▶ **YOUR TASK**: Search term "seen": please copy every line of the records below that contains it.

▶ **EXERCISE INPUTS**:

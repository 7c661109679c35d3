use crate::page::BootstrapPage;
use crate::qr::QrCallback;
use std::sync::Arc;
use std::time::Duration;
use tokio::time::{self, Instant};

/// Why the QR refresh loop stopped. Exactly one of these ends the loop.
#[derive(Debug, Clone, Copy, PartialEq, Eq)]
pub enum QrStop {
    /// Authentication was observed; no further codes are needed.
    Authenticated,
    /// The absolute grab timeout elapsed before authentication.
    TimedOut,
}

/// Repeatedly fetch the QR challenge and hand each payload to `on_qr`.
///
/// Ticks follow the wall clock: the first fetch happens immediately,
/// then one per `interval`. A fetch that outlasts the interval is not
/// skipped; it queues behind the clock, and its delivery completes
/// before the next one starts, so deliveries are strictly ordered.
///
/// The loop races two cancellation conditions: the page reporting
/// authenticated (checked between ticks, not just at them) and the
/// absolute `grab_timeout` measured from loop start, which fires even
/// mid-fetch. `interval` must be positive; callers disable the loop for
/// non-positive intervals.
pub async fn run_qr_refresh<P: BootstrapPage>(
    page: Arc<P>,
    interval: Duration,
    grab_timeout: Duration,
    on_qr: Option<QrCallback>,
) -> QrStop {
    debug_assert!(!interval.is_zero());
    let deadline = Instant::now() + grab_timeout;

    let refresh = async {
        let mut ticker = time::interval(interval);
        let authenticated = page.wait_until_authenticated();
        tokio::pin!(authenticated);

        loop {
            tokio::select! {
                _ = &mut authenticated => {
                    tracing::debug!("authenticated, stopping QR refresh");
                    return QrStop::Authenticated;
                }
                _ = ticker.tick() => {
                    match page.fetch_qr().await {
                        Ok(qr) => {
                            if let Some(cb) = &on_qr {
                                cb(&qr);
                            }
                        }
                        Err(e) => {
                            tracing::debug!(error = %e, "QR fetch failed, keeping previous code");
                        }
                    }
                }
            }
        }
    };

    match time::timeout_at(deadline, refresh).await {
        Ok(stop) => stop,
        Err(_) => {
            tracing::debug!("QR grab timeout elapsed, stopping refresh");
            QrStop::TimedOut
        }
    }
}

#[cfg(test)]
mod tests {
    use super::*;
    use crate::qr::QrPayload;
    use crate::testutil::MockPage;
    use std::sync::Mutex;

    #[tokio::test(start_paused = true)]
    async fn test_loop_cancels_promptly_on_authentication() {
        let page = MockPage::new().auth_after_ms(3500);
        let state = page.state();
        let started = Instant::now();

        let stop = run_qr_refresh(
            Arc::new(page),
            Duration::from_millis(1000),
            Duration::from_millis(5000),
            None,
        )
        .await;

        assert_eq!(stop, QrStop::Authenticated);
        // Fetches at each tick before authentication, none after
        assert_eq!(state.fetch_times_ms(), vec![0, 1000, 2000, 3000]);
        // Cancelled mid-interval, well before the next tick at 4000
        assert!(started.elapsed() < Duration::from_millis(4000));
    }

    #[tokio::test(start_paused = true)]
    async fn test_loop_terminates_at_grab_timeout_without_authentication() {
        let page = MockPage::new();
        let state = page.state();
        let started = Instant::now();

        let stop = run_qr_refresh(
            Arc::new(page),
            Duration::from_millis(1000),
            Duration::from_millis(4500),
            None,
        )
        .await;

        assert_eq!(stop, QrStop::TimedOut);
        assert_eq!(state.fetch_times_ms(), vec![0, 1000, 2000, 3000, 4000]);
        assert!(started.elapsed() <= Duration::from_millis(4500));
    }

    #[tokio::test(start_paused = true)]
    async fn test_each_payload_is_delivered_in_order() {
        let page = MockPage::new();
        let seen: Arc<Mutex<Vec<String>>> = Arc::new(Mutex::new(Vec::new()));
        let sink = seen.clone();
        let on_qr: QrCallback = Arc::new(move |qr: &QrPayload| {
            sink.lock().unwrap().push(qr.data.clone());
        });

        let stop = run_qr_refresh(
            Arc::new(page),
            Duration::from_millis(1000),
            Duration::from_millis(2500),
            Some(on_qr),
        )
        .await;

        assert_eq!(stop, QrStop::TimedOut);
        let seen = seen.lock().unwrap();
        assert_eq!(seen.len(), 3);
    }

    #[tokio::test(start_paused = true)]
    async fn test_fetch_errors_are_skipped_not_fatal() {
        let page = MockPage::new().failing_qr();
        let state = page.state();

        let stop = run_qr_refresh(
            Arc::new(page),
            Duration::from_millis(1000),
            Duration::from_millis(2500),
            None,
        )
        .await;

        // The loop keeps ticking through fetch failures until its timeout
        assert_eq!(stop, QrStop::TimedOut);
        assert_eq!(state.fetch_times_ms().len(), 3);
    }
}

▶ **COMPLETED EXERCISE**:
        let seen: Arc<Mutex<Vec<String>>> = Arc::new(Mutex::new(Vec::new()));
        let sink = seen.clone();
        let seen = seen.lock().unwrap();
        assert_eq!(seen.len(), 3);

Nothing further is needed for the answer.